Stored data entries
───
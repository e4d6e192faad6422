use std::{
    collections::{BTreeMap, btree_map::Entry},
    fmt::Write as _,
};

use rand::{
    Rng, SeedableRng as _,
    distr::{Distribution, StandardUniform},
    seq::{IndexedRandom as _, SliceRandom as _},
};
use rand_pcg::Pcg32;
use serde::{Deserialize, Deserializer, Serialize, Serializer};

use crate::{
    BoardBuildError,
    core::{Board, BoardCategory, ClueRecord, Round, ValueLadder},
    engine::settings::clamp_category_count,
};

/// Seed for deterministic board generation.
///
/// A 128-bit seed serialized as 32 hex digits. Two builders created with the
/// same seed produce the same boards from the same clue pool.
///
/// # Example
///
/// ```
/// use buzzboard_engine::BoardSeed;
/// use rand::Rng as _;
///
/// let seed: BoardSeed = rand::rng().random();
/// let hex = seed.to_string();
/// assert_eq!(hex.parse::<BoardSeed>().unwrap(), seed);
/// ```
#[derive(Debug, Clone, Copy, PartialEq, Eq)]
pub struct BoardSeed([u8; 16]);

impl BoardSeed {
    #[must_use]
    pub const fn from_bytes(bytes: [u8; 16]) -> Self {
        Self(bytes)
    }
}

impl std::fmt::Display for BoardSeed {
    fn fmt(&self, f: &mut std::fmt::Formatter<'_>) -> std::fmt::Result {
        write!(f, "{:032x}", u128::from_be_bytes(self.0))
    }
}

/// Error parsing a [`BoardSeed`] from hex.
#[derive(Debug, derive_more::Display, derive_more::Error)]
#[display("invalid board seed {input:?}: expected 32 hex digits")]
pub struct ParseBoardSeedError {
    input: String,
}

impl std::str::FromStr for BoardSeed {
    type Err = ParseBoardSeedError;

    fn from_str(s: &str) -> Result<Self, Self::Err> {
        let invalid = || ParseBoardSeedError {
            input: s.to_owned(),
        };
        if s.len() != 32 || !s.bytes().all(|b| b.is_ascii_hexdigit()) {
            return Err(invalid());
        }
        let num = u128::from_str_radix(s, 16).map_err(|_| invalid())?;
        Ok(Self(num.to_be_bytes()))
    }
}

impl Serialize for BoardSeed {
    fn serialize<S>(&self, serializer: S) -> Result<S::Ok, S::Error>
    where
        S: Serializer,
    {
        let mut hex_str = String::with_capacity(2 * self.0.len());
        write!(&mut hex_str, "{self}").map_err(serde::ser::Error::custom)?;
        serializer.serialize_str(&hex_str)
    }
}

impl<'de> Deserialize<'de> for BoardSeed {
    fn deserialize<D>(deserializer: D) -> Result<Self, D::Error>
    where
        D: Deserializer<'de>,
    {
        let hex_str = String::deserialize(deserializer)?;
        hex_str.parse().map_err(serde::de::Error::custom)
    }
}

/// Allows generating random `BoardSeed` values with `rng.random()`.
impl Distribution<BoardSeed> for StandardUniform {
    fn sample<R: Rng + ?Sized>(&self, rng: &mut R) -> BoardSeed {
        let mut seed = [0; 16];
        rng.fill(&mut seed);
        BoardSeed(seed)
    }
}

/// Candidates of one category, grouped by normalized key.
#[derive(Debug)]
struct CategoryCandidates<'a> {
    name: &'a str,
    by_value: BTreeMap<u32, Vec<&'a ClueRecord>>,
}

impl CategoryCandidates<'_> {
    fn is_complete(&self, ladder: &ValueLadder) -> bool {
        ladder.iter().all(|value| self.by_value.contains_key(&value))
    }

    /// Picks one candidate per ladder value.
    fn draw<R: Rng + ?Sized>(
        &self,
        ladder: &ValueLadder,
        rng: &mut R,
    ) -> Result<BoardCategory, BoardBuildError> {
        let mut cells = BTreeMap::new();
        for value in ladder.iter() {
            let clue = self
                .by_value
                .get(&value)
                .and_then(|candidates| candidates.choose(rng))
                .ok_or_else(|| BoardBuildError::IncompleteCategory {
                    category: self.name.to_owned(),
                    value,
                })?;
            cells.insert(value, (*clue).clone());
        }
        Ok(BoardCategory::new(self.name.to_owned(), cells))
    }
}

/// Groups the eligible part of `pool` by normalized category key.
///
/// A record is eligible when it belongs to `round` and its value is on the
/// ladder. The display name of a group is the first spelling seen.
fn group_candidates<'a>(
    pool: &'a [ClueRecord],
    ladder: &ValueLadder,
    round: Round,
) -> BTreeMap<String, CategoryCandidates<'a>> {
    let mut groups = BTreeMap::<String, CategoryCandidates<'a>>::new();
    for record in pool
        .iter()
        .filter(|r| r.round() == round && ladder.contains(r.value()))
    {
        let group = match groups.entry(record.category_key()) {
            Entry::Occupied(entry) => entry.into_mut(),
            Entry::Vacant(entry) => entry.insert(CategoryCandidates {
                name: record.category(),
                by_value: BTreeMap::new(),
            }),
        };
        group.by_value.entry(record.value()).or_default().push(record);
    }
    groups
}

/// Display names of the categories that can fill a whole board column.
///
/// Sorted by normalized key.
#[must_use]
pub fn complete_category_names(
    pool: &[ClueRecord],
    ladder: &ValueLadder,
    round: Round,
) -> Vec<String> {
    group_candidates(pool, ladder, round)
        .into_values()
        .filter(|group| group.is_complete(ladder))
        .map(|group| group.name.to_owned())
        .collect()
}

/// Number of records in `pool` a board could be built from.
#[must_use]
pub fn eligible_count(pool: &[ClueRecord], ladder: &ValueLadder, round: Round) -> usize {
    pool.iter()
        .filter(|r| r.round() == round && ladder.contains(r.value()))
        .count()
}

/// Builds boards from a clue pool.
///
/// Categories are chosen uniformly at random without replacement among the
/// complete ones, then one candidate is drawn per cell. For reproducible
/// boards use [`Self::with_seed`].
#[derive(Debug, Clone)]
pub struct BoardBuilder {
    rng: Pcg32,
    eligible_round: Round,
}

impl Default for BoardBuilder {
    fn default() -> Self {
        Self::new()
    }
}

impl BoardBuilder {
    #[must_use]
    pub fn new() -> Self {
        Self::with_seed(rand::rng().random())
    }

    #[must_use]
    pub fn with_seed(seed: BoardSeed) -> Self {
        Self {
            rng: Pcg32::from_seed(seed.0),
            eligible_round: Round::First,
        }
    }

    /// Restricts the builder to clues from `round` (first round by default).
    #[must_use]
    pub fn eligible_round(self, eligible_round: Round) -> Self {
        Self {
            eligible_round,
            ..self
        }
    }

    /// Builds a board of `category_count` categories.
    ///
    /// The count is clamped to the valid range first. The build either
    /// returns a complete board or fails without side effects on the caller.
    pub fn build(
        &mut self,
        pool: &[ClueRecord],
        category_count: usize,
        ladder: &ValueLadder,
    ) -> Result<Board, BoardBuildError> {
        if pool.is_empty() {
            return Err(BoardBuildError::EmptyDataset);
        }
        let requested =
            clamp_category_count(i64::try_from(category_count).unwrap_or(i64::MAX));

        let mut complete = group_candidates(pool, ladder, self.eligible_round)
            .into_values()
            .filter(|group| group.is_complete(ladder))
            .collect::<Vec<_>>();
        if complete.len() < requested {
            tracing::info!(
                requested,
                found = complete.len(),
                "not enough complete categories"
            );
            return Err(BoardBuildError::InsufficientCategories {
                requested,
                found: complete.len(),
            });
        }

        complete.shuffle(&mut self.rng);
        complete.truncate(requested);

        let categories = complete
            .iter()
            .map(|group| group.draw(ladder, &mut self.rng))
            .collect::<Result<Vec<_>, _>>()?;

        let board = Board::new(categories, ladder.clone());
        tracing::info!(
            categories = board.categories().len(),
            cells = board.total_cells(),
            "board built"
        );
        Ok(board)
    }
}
───
### Required work
"without" is the string to look for; please copy every line of the records above where it appears.

### Expected answer
/// Categories are chosen uniformly at random without replacement among the
    /// returns a complete board or fails without side effects on the caller.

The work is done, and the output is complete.